__Problem statement__: Only lines containing "answer" are wanted from the data below. Copy those lines.

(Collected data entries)
______________________________

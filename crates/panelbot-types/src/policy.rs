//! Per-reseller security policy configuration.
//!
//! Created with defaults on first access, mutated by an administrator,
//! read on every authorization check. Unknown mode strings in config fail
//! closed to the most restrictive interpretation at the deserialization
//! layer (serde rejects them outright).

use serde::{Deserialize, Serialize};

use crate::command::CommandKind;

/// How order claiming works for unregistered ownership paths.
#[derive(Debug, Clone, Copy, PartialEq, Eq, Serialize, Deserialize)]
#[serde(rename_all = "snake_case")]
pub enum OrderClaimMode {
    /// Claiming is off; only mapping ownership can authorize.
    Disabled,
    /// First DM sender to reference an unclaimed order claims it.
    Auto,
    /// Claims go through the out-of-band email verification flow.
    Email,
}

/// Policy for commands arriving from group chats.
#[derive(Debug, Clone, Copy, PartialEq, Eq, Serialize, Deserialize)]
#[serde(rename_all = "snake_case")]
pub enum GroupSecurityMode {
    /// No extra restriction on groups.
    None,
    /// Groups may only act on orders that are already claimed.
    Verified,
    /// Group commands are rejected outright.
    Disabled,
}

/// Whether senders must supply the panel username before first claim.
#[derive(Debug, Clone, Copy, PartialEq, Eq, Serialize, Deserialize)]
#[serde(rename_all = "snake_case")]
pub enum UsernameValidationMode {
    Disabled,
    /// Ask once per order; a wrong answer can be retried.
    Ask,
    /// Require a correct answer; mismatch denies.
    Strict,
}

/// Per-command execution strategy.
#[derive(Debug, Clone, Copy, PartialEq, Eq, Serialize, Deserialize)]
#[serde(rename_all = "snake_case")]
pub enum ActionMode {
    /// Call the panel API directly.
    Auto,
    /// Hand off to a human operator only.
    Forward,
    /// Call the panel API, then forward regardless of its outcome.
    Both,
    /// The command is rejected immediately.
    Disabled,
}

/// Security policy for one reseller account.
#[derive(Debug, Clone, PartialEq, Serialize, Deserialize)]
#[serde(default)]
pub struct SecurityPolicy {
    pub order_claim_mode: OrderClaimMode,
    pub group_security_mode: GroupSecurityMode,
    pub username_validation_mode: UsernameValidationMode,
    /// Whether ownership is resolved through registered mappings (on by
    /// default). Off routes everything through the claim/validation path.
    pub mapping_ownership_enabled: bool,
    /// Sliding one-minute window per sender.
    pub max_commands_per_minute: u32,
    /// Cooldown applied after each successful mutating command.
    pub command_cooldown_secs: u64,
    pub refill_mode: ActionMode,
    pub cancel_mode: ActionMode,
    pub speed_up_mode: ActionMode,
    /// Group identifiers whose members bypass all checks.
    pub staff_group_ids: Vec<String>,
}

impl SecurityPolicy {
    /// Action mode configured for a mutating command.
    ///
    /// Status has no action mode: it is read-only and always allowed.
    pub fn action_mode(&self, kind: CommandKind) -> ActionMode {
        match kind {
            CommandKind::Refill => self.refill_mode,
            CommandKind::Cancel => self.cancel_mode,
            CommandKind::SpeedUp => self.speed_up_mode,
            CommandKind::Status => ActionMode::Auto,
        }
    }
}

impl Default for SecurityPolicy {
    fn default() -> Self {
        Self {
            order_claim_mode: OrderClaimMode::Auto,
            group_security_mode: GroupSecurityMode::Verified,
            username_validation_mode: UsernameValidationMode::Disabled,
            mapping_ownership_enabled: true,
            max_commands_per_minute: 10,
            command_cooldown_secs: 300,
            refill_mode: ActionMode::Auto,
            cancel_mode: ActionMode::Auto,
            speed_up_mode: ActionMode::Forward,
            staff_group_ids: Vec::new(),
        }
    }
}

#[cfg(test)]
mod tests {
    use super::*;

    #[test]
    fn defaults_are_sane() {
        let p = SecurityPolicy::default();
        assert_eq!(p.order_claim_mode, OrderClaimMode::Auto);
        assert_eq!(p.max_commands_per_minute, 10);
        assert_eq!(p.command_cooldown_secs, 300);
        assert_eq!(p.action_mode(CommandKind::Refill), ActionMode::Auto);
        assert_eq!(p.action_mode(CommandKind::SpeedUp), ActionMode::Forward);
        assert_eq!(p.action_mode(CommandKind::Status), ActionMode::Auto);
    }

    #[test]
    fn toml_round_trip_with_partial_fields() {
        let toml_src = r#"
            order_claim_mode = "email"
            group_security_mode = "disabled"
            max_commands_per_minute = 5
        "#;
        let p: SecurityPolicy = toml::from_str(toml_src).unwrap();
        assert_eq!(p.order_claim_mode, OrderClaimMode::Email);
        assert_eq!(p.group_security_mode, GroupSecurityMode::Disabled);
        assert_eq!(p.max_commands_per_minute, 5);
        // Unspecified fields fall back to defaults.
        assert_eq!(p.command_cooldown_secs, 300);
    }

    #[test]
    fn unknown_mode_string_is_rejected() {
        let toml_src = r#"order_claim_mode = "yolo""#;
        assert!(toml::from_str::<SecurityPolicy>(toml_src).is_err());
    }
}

______________________________

__Output of the task__:
    /// Ask once per order; a wrong answer can be retried.
    /// Require a correct answer; mismatch denies.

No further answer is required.